### Requirement
In the data that follows, count the lines where "struct" appears, and write only the number.

+++ Records to use

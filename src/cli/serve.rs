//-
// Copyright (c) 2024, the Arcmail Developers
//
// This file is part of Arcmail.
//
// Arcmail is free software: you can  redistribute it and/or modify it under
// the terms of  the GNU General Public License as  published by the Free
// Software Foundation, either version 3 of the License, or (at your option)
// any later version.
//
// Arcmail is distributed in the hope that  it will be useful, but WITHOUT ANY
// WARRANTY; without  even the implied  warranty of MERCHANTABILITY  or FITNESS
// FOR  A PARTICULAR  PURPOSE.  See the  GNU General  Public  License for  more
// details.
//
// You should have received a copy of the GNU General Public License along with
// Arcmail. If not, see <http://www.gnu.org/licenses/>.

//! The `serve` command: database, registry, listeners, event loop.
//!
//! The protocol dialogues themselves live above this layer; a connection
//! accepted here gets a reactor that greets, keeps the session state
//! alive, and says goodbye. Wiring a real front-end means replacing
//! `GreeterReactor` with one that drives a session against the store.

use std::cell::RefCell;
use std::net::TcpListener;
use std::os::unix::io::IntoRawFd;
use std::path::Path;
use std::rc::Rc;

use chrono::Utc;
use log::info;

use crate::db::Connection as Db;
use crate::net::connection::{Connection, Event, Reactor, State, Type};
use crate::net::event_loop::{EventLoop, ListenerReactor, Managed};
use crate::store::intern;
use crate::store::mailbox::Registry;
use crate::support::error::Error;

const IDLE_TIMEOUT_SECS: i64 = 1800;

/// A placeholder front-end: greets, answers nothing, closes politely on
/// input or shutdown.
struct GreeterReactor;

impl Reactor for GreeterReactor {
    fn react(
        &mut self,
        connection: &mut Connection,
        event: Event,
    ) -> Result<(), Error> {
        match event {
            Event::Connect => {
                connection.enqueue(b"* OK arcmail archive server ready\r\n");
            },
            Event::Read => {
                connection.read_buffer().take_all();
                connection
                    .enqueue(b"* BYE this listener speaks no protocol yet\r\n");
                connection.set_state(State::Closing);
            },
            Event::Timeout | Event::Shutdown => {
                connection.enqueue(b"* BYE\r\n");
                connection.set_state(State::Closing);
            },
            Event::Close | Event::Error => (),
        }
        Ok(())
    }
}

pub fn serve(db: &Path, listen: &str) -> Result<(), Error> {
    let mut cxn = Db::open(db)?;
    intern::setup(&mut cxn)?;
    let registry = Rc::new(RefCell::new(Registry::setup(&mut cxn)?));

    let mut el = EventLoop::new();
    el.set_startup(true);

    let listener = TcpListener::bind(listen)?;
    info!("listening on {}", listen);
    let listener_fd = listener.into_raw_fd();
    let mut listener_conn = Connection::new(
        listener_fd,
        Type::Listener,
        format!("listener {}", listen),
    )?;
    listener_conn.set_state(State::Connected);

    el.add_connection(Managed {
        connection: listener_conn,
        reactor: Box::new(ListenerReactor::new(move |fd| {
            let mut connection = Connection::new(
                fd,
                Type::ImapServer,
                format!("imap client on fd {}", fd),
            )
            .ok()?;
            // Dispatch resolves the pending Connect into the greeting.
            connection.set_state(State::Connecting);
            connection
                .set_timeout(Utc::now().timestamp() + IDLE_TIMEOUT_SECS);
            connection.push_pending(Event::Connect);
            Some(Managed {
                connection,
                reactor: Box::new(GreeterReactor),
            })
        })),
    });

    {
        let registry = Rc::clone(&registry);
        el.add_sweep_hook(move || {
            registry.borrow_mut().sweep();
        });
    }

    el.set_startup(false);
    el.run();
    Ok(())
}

++++++
+++ Records to use

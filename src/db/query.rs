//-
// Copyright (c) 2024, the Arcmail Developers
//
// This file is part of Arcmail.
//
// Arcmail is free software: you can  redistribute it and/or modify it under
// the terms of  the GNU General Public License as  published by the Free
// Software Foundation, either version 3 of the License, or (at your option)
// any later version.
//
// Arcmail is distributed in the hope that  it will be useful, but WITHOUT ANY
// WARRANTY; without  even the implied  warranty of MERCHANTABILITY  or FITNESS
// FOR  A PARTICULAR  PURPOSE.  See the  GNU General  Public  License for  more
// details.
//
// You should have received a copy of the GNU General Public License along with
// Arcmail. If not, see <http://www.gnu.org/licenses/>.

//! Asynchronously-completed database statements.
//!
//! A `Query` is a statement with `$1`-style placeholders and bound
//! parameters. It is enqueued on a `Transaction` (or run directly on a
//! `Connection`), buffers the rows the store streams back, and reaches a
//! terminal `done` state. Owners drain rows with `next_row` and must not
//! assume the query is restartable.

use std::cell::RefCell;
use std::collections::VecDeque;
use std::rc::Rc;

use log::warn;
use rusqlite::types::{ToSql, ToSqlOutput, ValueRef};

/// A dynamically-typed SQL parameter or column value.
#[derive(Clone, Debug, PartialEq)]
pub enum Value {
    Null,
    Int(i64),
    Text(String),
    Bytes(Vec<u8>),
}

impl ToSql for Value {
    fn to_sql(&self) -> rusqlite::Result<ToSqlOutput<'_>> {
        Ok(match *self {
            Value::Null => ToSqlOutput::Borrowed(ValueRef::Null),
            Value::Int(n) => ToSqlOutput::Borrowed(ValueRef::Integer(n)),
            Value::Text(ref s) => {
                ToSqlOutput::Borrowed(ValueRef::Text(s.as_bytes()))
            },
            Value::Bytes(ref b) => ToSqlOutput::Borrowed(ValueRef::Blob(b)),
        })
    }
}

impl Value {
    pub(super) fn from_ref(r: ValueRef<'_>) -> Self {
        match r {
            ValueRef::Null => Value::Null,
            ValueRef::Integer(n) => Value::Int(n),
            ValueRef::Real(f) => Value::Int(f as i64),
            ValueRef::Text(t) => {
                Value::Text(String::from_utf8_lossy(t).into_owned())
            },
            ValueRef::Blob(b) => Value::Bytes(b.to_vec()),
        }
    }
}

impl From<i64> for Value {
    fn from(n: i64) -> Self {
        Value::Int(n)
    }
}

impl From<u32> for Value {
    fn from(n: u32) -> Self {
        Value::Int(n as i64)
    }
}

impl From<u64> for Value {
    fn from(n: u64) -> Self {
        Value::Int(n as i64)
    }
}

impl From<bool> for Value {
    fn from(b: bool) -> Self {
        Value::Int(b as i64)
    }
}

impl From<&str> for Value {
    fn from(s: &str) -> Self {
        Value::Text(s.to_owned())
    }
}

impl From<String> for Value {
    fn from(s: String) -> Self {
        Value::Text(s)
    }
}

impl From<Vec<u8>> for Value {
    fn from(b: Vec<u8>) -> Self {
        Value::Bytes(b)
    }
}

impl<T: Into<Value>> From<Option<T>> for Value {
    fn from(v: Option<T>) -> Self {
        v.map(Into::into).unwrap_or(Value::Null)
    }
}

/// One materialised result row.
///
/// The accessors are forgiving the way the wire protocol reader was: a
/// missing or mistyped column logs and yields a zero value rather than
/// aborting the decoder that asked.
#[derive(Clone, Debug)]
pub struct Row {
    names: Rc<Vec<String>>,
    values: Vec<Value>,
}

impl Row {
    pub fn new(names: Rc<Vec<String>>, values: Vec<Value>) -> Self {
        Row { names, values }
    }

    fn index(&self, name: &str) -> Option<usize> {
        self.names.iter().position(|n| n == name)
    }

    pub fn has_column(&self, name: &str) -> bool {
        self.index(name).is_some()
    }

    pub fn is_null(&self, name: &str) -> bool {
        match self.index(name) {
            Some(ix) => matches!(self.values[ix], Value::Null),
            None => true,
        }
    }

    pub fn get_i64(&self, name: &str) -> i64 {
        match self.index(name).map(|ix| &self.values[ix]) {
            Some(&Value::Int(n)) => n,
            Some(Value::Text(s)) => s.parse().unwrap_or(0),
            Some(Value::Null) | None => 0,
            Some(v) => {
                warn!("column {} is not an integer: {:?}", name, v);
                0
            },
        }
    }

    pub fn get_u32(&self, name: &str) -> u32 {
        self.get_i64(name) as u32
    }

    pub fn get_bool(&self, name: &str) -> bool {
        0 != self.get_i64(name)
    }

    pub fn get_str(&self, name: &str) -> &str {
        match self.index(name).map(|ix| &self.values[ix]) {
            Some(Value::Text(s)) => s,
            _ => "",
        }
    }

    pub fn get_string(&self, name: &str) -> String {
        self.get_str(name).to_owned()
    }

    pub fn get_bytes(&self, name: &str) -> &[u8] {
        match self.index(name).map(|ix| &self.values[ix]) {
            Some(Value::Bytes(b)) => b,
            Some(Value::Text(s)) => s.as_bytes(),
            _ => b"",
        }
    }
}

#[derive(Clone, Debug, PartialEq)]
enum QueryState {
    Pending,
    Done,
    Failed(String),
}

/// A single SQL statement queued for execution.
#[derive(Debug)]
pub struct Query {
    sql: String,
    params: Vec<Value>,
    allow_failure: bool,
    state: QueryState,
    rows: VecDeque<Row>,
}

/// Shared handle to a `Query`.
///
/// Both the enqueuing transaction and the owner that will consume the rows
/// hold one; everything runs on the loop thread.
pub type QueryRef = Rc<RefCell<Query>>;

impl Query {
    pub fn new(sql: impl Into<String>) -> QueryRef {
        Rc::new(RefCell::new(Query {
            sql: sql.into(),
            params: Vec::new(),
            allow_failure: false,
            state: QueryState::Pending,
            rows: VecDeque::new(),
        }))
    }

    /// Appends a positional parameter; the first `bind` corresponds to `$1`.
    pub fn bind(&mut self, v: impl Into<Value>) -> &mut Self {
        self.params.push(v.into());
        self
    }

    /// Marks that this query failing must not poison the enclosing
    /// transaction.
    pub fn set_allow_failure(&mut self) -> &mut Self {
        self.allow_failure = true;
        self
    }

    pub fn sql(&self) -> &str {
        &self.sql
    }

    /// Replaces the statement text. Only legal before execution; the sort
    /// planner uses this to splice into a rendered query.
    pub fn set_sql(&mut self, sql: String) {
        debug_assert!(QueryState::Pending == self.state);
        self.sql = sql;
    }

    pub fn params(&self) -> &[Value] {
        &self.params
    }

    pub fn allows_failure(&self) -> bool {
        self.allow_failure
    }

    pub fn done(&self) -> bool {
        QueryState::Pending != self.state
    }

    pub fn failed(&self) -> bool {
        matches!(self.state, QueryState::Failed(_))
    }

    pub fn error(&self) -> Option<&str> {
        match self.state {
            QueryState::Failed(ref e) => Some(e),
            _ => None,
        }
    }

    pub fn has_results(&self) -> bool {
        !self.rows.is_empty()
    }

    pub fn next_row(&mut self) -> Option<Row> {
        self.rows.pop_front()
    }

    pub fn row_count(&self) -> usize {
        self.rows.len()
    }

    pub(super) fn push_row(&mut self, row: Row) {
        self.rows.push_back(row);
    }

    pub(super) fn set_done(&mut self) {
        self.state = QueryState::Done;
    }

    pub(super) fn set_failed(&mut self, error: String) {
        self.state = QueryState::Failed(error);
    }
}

++++++

### Your solution
3